Protestzug gegen Rheinmetall eskaliert: Polizei mit Stahlkugeln beschossen, elf Beamte verletzt
Von Anna Müller
Köln - Bei einer Demonstration des Bündnisses "Rheinmetall entwaffnen" in Köln hat die Polizei einen Teil des Demonstrationszugs gestoppt.
Der friedliche Teil der Demonstration setzte sich am Samstagnachmittag weiter in Bewegung. Eine als unfriedlich eingestufte Gruppe wurde hingegen angehalten.
Vermummte Personen warfen den Angaben zufolge kurz nach Beginn der Demonstration mit Farbbeuteln und brannten Pyrotechnik ab.

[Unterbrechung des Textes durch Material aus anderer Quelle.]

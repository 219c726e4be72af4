//! # export
//!
//! Document export for vitae.
//!
//! An [`Exporter`] takes a rendered [`layout::Surface`] (a snapshot of the
//! preview) and writes it to disk. Three formats ship:
//!
//! - **PDF** (default): the preview scaled to the width of an A4 or US Letter
//!   page and split into as many pages as its height needs
//! - **HTML**: a standalone page sized to A4 or US Letter width, ready to
//!   print or "save as PDF" from any browser
//! - **Text**: the same rendering the terminal preview shows
//!
//! Every write goes through a temp file in the target directory followed by
//! an atomic rename, so a failed export never leaves a partial document.
//!
//! ## Example
//!
//! ```no_run
//! use export::{ExportFormat, ExportOptions, PageSize};
//! use layout::{LayoutId, render};
//! use resume::ResumeAggregate;
//! use std::path::Path;
//!
//! let resume = ResumeAggregate::load(Path::new("resume.json")).unwrap();
//! let surface = render(&resume, &LayoutId::TwoColumn.descriptor());
//!
//! let options = ExportOptions::new("out").page(PageSize::Letter);
//! let path = export::for_format(ExportFormat::Pdf, options)
//!     .export(&surface)
//!     .unwrap();
//! println!("Saved {}", path.display());
//! ```

#![warn(missing_docs)]
#![warn(clippy::all)]

pub mod atomic;
pub mod error;
pub mod exporter;
pub mod types;

pub use error::{Error, Result};
pub use exporter::{Exporter, HtmlExporter, MockExporter, PdfExporter, TextExporter, for_format};
pub use types::{ExportFormat, ExportOptions, PageSize};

In der Folge schlugen und traten Teilnehmende Einsatzkräfte der Polizei. Die Polizei habe eine Gruppe von rund 300 Teilnehmer festgesetzt. Mehrere Vermummte aus der Gruppe sollen mit Stahlkugeln auf die Beamten geschossen haben.

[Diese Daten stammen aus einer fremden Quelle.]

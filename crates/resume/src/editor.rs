//! Section editors: local drafts of one section, synchronized by report.
//!
//! An editor owns a draft copy of one section, seeded from the aggregate when
//! the editor is mounted. Operations that change the persisted view of the
//! section return a report (the whole section value) which the owner folds
//! back into the aggregate; nothing is written behind the caller's back.
//!
//! # Entry lifecycle
//!
//! Entries in a repeatable draft are either [`EntryPhase::Staged`] or
//! [`EntryPhase::Committed`]:
//!
//! - entries seeded from the aggregate start committed
//! - the blank entry seeded into an empty section, and every entry added with
//!   [`SectionEditor::add_entry`], start staged
//! - a field edit commits the edited entry and every entry before it
//!
//! Committed entries always form a prefix of the draft, so draft index `i`
//! and report index `i` name the same entry. Reports carry that prefix.
//! Adding an entry and navigating away without typing into it therefore
//! persists nothing.

use std::collections::BTreeSet;

use crate::error::{Error, MissingField, Result};
use crate::fields::{Entry, FieldValue};
use crate::types::{LOCATION, PROFILE_PICTURE, PersonalInfo};

/// Whether a draft entry is part of the persisted section yet.
#[derive(Debug, Clone, Copy, PartialEq, Eq)]
pub enum EntryPhase {
    /// Added locally, never edited
    Staged,
    /// Seeded from the aggregate or edited at least once
    Committed,
}

#[derive(Debug, Clone)]
struct DraftEntry<E> {
    value: E,
    phase: EntryPhase,
}

/// Editor for a repeatable section (education, experience, skills, projects).
///
/// The draft never holds zero entries.
#[derive(Debug, Clone)]
pub struct SectionEditor<E: Entry> {
    entries: Vec<DraftEntry<E>>,
}

impl<E: Entry> SectionEditor<E> {
    /// Seed the draft from the aggregate's current value.
    ///
    /// An empty section is seeded with one staged blank entry.
    pub fn new(initial: Vec<E>) -> Self {
        let entries = if initial.is_empty() {
            vec![DraftEntry {
                value: E::default(),
                phase: EntryPhase::Staged,
            }]
        } else {
            initial
                .into_iter()
                .map(|value| DraftEntry {
                    value,
                    phase: EntryPhase::Committed,
                })
                .collect()
        };
        Self { entries }
    }

    /// Number of entries in the draft (always at least one)
    pub fn len(&self) -> usize {
        self.entries.len()
    }

    /// Always false; present for API symmetry with `len`
    pub fn is_empty(&self) -> bool {
        self.entries.is_empty()
    }

    /// Entry at `index`
    pub fn entry(&self, index: usize) -> Option<&E> {
        self.entries.get(index).map(|e| &e.value)
    }

    /// Lifecycle phase of the entry at `index`
    pub fn phase(&self, index: usize) -> Option<EntryPhase> {
        self.entries.get(index).map(|e| e.phase)
    }

    /// All draft entries, staged ones included
    pub fn entries(&self) -> impl Iterator<Item = &E> {
        self.entries.iter().map(|e| &e.value)
    }

    /// Replace one field of one entry and report the section.
    ///
    /// Commits the entry, and any staged entries before it, so positions in
    /// the report match positions in the draft.
    pub fn update_field(&mut self, index: usize, field: &str, value: FieldValue) -> Result<Vec<E>> {
        let len = self.entries.len();
        let entry = self
            .entries
            .get_mut(index)
            .ok_or(Error::EntryOutOfRange { index, len })?;

        entry.value.set_field(field, value)?;
        for entry in &mut self.entries[..=index] {
            entry.phase = EntryPhase::Committed;
        }

        Ok(self.commit())
    }

    /// Append a blank staged entry; local only, nothing is reported.
    ///
    /// Returns the index of the new entry.
    pub fn add_entry(&mut self) -> usize {
        self.entries.push(DraftEntry {
            value: E::default(),
            phase: EntryPhase::Staged,
        });
        self.entries.len() - 1
    }

    /// Whether [`remove_entry`](Self::remove_entry) would do anything
    pub fn can_remove(&self) -> bool {
        self.entries.len() > 1
    }

    /// Remove the entry at `index` and report the section.
    ///
    /// Returns `Ok(None)` without touching the draft when only one entry is
    /// left. Later entries shift down by one.
    pub fn remove_entry(&mut self, index: usize) -> Result<Option<Vec<E>>> {
        let len = self.entries.len();
        if index >= len {
            return Err(Error::EntryOutOfRange { index, len });
        }
        if !self.can_remove() {
            log::debug!("Refusing to remove the last {} entry", E::SECTION);
            return Ok(None);
        }

        self.entries.remove(index);
        Ok(Some(self.commit()))
    }

    /// Committed entries in draft order; the section value to persist
    pub fn commit(&self) -> Vec<E> {
        self.entries
            .iter()
            .filter(|e| e.phase == EntryPhase::Committed)
            .map(|e| e.value.clone())
            .collect()
    }

    /// Empty required fields across every rendered entry
    pub fn missing_required(&self) -> Vec<MissingField> {
        self.entries
            .iter()
            .enumerate()
            .flat_map(|(i, e)| e.value.missing_required(i))
            .collect()
    }

    /// Check required fields before moving to the next step.
    pub fn submit(&self) -> Result<()> {
        let missing = self.missing_required();
        if missing.is_empty() {
            Ok(())
        } else {
            Err(Error::MissingRequired { missing })
        }
    }
}

/// Editor for the single personal info record.
#[derive(Debug, Clone)]
pub struct PersonalInfoEditor {
    draft: PersonalInfo,
    touched: BTreeSet<&'static str>,
}

impl PersonalInfoEditor {
    /// Seed the draft; a default record is the blank record
    pub fn new(initial: PersonalInfo) -> Self {
        Self {
            draft: initial,
            touched: BTreeSet::new(),
        }
    }

    /// Current draft
    pub fn draft(&self) -> &PersonalInfo {
        &self.draft
    }

    /// Replace one field and report the record
    pub fn update_field(&mut self, field: &str, value: FieldValue) -> Result<PersonalInfo> {
        self.draft.set_field(field, value)?;
        if let Some(spec) = PersonalInfo::spec(field) {
            self.touched.insert(spec.name);
        } else if field == PROFILE_PICTURE {
            self.touched.insert(PROFILE_PICTURE);
        }
        Ok(self.draft.clone())
    }

    /// Write the ingested photo and report the record
    pub fn set_photo(&mut self, data_uri: String) -> Result<PersonalInfo> {
        self.update_field(PROFILE_PICTURE, FieldValue::Text(data_uri))
    }

    /// Apply a value that did not come from the user (e.g. location lookup).
    ///
    /// Does not mark the field as touched and does not report; the caller
    /// already owns the aggregate write.
    pub fn apply_external(&mut self, field: &str, value: FieldValue) -> Result<()> {
        self.draft.set_field(field, value)
    }

    /// Whether the user has edited `field` in this editor
    pub fn is_touched(&self, field: &str) -> bool {
        self.touched.contains(field)
    }

    /// Whether the user has typed into the location field
    pub fn location_touched(&self) -> bool {
        self.is_touched(LOCATION)
    }

    /// The record to persist
    pub fn commit(&self) -> PersonalInfo {
        self.draft.clone()
    }

    /// Empty required fields
    pub fn missing_required(&self) -> Vec<MissingField> {
        self.draft.missing_required(0)
    }

    /// Check required fields before moving to the next step.
    pub fn submit(&self) -> Result<()> {
        let missing = self.missing_required();
        if missing.is_empty() {
            Ok(())
        } else {
            Err(Error::MissingRequired { missing })
        }
    }
}
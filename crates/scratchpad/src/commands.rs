//! Typed UI events. Platforms turn clicks, key presses and terminal input
//! into [`Command`]s; [`App::dispatch`](crate::App::dispatch) handles them.

#[derive(Debug, Clone, PartialEq, Eq)]
pub struct PickedFile {
    pub name: String,
    pub contents: String,
}

#[derive(Debug, Clone, PartialEq, Eq)]
pub enum Command {
    Run,
    ClearOutput,
    ClearCode,
    DownloadCode,
    /// `None` when the picker closed without a choice.
    LoadFile(Option<PickedFile>),
    DownloadRuntimeFile(String),
    CopyOutput,
    SelectExample(String),
    ToggleTheme,
    EditorChanged,
}

/// A key press as the page reports it.
#[derive(Debug, Clone, Copy, Default, PartialEq, Eq)]
pub struct KeyPress<'a> {
    pub key: &'a str,
    pub ctrl: bool,
    /// Cmd on macOS.
    pub meta: bool,
    pub repeat: bool,
}

impl KeyPress<'_> {
    pub fn is_primary_modifier(&self) -> bool {
        self.ctrl || self.meta
    }

    /// The only global shortcut: primary modifier + Enter runs the code.
    pub fn command(&self) -> Option<Command> {
        if self.repeat {
            return None;
        }
        (self.is_primary_modifier() && self.key == "Enter").then_some(Command::Run)
    }
}
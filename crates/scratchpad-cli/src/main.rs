use std::fs;
use std::path::PathBuf;
use std::process::ExitCode;

use anyhow::{Context, Result, bail};
use clap::{Parser, Subcommand};
use log::LevelFilter;
use scratchpad::platform::cli::python::PythonRuntime;
use scratchpad::{Config, Outcome, Runtime, snippets};

mod expectations;
mod session;
mod terminal;

#[derive(Parser)]
#[command(name = "scratchpad")]
#[command(about = "Run Python snippets and capture their output")]
struct Cli {
    /// Config file (TOML); a missing file means defaults
    #[arg(long, global = true, default_value = "scratchpad.toml")]
    config: PathBuf,
    /// Log debug messages (otherwise RUST_LOG decides)
    #[arg(short, long, global = true)]
    verbose: bool,
    #[command(subcommand)]
    command: Commands,
}

#[derive(Subcommand)]
enum Commands {
    /// Evaluate inline Python code
    Eval {
        /// The code to evaluate
        code: String,
    },
    /// Run a Python file
    Run {
        /// Path to .py file
        file: PathBuf,
    },
    /// Run expectation files and compare outputs
    Test {
        /// Test files with `# test:` and `# expect:` markers
        files: Vec<PathBuf>,
    },
    /// List the bundled examples
    Examples,
    /// Run one bundled example
    Example {
        /// Example name, as listed by `examples`
        name: String,
    },
    /// Headless scratchpad driven from stdin
    Session {
        /// Directory for the saved code and theme
        #[arg(long)]
        state_dir: Option<PathBuf>,
    },
}

#[tokio::main(flavor = "current_thread")]
async fn main() -> ExitCode {
    let cli = Cli::parse();
    init_logging(cli.verbose);

    match run(cli).await {
        Ok(code) => code,
        Err(error) => {
            eprintln!("Error: {error:#}");
            ExitCode::FAILURE
        }
    }
}

fn init_logging(verbose: bool) {
    let mut builder = env_logger::Builder::from_env(
        env_logger::Env::default().default_filter_or("warn"),
    );
    if verbose {
        builder.filter_level(LevelFilter::Debug);
    }
    builder.format_timestamp(None).init();
}

async fn run(cli: Cli) -> Result<ExitCode> {
    let mut config = Config::load(&cli.config)
        .with_context(|| format!("loading {}", cli.config.display()))?;

    match cli.command {
        Commands::Eval { code } => run_source(&code).await,
        Commands::Run { file } => {
            let code = fs::read_to_string(&file)
                .with_context(|| format!("reading {}", file.display()))?;
            eprintln!("Running: {}", file.display());
            run_source(&code).await
        }
        Commands::Test { files } => expectations::run_files(&files).await,
        Commands::Examples => {
            for example in &snippets::EXAMPLES {
                println!("{:<8} {}", example.name, example.filename);
            }
            Ok(ExitCode::SUCCESS)
        }
        Commands::Example { name } => {
            let Some(example) = snippets::find(&name) else {
                bail!(
                    "unknown example `{name}` (available: {})",
                    snippets::names().join(", ")
                );
            };
            run_source(example.source_code).await
        }
        Commands::Session { state_dir } => {
            if let Some(state_dir) = state_dir {
                config.state_dir = state_dir;
            }
            session::run(config).await
        }
    }
}

/// Print the selected output; a fault in the code fails the process.
async fn run_source(code: &str) -> Result<ExitCode> {
    let runtime = PythonRuntime::new();
    let capture = runtime.run_captured(code).await?;
    let failed = matches!(capture.outcome, Outcome::Raised { .. });
    let output = capture.into_output();
    print!("{output}");
    if !output.is_empty() && !output.ends_with('\n') {
        println!();
    }
    Ok(if failed {
        ExitCode::FAILURE
    } else {
        ExitCode::SUCCESS
    })
}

Einsatzhelme seien beschädigt und Metallkugeln in Uniformteilen gefunden und sichergestellt worden. Elf Polizisten wurden den Angaben nach verletzt. Ein Beamter war demnach nicht mehr dienstfähig.
Zu der Demonstration hatte das Bündnis "Rheinmetall entwaffnen" aufgerufen, das noch bis Sonntag ein Protestcamp in Köln veranstaltet.
Für die Demonstration waren bei der Polizei rund 400 Menschen angemeldet. Laut Polizeiangaben demonstrierten tausende Menschen.